▶ [Exercise goal] Reproduce the listing below exactly, from its first line down to and including the line with "registry is empty.".

START Supplied records

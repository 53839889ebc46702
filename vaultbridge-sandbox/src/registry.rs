//! The explicit table of callable sandbox functions.
//!
//! Call targets are registered under their full dotted path (e.g.
//! `"Vault.unlock"`). Lookup happens when a call is dispatched, not when
//! it is sent, so a handler registered after a call was issued but before
//! it is dispatched still resolves.

use serde_json::Value;
use std::collections::HashMap;
use std::future::Future;
use std::pin::Pin;
use std::sync::Arc;
use vaultbridge_types::CallFault;

/// The boxed future a handler returns.
pub type HandlerFuture = Pin<Box<dyn Future<Output = Result<Value, CallFault>> + Send>>;

/// A registered sandbox function: positional JSON args in, JSON value or
/// structured fault out. Synchronous and asynchronous handlers are both
/// expressed this way; the dispatcher treats them identically.
pub type Handler = Arc<dyn Fn(Vec<Value>) -> HandlerFuture + Send + Sync>;

/// Maps dotted-path names to handlers.
#[derive(Default)]
pub struct Registry {
    handlers: HashMap<String, Handler>,
}

impl Registry {
    /// Creates an empty registry.
    #[must_use]
    pub fn new() -> Self {
        Self::default()
    }

    /// Registers a handler under a dotted-path name. A later registration
    /// under the same name replaces the earlier one.
    pub fn register<F, Fut>(&mut self, name: impl Into<String>, handler: F)
    where
        F: Fn(Vec<Value>) -> Fut + Send + Sync + 'static,
        Fut: Future<Output = Result<Value, CallFault>> + Send + 'static,
    {
        self.handlers.insert(
            name.into(),
            Arc::new(move |args| Box::pin(handler(args)) as HandlerFuture),
        );
    }

    /// Looks up a handler by its dotted-path name.
    pub fn lookup(&self, name: &str) -> Option<Handler> {
        self.handlers.get(name).cloned()
    }

    /// Whether a handler is registered under the given name.
    pub fn contains(&self, name: &str) -> bool {
        self.handlers.contains_key(name)
    }

    /// Number of registered handlers.
    pub fn len(&self) -> usize {
        self.handlers.len()
    }

    /// Whether the registry is empty.
    pub fn is_empty(&self) -> bool {
        self.handlers.is_empty()
    }
}

impl std::fmt::Debug for Registry {
    fn fmt(&self, f: &mut std::fmt::Formatter<'_>) -> std::fmt::Result {
        let mut names: Vec<&str> = self.handlers.keys().map(String::as_str).collect();
        names.sort_unstable();
        f.debug_struct("Registry").field("names", &names).finish()
    }
}
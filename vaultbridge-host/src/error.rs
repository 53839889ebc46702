//! Error types for the host side of the bridge.

use thiserror::Error;
use vaultbridge_types::CallFault;

/// Errors surfaced to a caller awaiting a sandbox call.
#[derive(Debug, Error)]
pub enum BridgeError {
    /// The named sandbox function threw or rejected; the fault is
    /// reconstructed from its serialized form.
    #[error("sandbox call failed: {0}")]
    Call(CallFault),

    /// The sandbox went away before the call settled.
    #[error("sandbox channel closed before the call settled")]
    ChannelClosed,
}

impl BridgeError {
    /// The reconstructed fault, when this is a call-level rejection.
    pub fn fault(&self) -> Option<&CallFault> {
        match self {
            Self::Call(fault) => Some(fault),
            Self::ChannelClosed => None,
        }
    }
}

END Supplied records

▶ [Your solution]
repository 53839889ebc46702
filename vaultbridge-sandbox/src/registry.rs
//! The explicit table of callable sandbox functions.
//!
//! Call targets are registered under their full dotted path (e.g.
//! `"Vault.unlock"`). Lookup happens when a call is dispatched, not when
//! it is sent, so a handler registered after a call was issued but before
//! it is dispatched still resolves.

use serde_json::Value;
use std::collections::HashMap;
use std::future::Future;
use std::pin::Pin;
use std::sync::Arc;
use vaultbridge_types::CallFault;

/// The boxed future a handler returns.
pub type HandlerFuture = Pin<Box<dyn Future<Output = Result<Value, CallFault>> + Send>>;

/// A registered sandbox function: positional JSON args in, JSON value or
/// structured fault out. Synchronous and asynchronous handlers are both
/// expressed this way; the dispatcher treats them identically.
pub type Handler = Arc<dyn Fn(Vec<Value>) -> HandlerFuture + Send + Sync>;

/// Maps dotted-path names to handlers.
#[derive(Default)]
pub struct Registry {
    handlers: HashMap<String, Handler>,
}

impl Registry {
    /// Creates an empty registry.
    #[must_use]
    pub fn new() -> Self {
        Self::default()
    }

    /// Registers a handler under a dotted-path name. A later registration
    /// under the same name replaces the earlier one.
    pub fn register<F, Fut>(&mut self, name: impl Into<String>, handler: F)
    where
        F: Fn(Vec<Value>) -> Fut + Send + Sync + 'static,
        Fut: Future<Output = Result<Value, CallFault>> + Send + 'static,
    {
        self.handlers.insert(
            name.into(),
            Arc::new(move |args| Box::pin(handler(args)) as HandlerFuture),
        );
    }

    /// Looks up a handler by its dotted-path name.
    pub fn lookup(&self, name: &str) -> Option<Handler> {
        self.handlers.get(name).cloned()
    }

    /// Whether a handler is registered under the given name.
    pub fn contains(&self, name: &str) -> bool {
        self.handlers.contains_key(name)
    }

    /// Number of registered handlers.
    pub fn len(&self) -> usize {
        self.handlers.len()
    }

    /// Whether the registry is empty.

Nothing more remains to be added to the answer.